■ TO DO:
Below is a listing; restate from it, character for character, the lines beginning at the line holding "use super::*;" and ending at the line holding "assert!(ActiveUsersLimit::LimitedTo(2).allows(1));", both included.

== Segment start ==

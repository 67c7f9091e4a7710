//! Realm roles, key algorithms and organization limits.

use serde::{Deserialize, Serialize};

/// Role of a user inside a realm.
#[derive(Clone, Copy, Debug, PartialEq, Eq, Serialize, Deserialize)]
pub enum RealmRole {
    /// Full control, including sharing with other owners/managers, key
    /// rotation and renaming.
    #[serde(rename = "OWNER")]
    Owner,
    /// May share and unshare up to contributor level.
    #[serde(rename = "MANAGER")]
    Manager,
    /// Read and write access to vlobs and blocks.
    #[serde(rename = "CONTRIBUTOR")]
    Contributor,
    /// Read-only access.
    #[serde(rename = "READER")]
    Reader,
}

impl RealmRole {
    pub fn can_read(&self) -> bool {
        true
    }

    pub fn can_write(&self) -> bool {
        matches!(self, Self::Owner | Self::Manager | Self::Contributor)
    }
}

/// Symmetric algorithm advertised by a key rotation certificate.
#[derive(Clone, Copy, Debug, PartialEq, Eq, Serialize, Deserialize)]
pub enum SecretKeyAlgorithm {
    #[serde(rename = "CHACHA20_POLY1305")]
    Chacha20Poly1305,
}

/// Hash algorithm advertised by a key rotation certificate.
#[derive(Clone, Copy, Debug, PartialEq, Eq, Serialize, Deserialize)]
pub enum HashAlgorithm {
    #[serde(rename = "BLAKE3")]
    Blake3,
}

/// Cap on the number of non-revoked users an organization may hold.
#[derive(Clone, Copy, Debug, PartialEq, Eq, Serialize, Deserialize)]
#[serde(from = "Option<u64>", into = "Option<u64>")]
pub enum ActiveUsersLimit {
    LimitedTo(u64),
    NoLimit,
}

impl ActiveUsersLimit {
    pub fn allows(&self, active_users: u64) -> bool {
        match self {
            Self::LimitedTo(limit) => active_users < *limit,
            Self::NoLimit => true,
        }
    }
}

impl From<Option<u64>> for ActiveUsersLimit {
    fn from(raw: Option<u64>) -> Self {
        match raw {
            Some(limit) => Self::LimitedTo(limit),
            None => Self::NoLimit,
        }
    }
}

impl From<ActiveUsersLimit> for Option<u64> {
    fn from(limit: ActiveUsersLimit) -> Self {
        match limit {
            ActiveUsersLimit::LimitedTo(limit) => Some(limit),
            ActiveUsersLimit::NoLimit => None,
        }
    }
}

#[cfg(test)]
mod tests {
    use super::*;

    #[test]
    fn test_role_rights() {
        assert!(RealmRole::Reader.can_read());
        assert!(!RealmRole::Reader.can_write());
        assert!(RealmRole::Contributor.can_write());
    }

    #[test]
    fn test_active_users_limit() {
        assert!(ActiveUsersLimit::NoLimit.allows(u64::MAX - 1));
        assert!(ActiveUsersLimit::LimitedTo(2).allows(1));
        assert!(!ActiveUsersLimit::LimitedTo(2).allows(2));
    }
}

== Segment end ==

■ SOLVED PROBLEM:
    use super::*;

    #[test]
    fn test_role_rights() {
        assert!(RealmRole::Reader.can_read());
        assert!(!RealmRole::Reader.can_write());
        assert!(RealmRole::Contributor.can_write());
    }

    #[test]
    fn test_active_users_limit() {
        assert!(ActiveUsersLimit::NoLimit.allows(u64::MAX - 1));
        assert!(ActiveUsersLimit::LimitedTo(2).allows(1));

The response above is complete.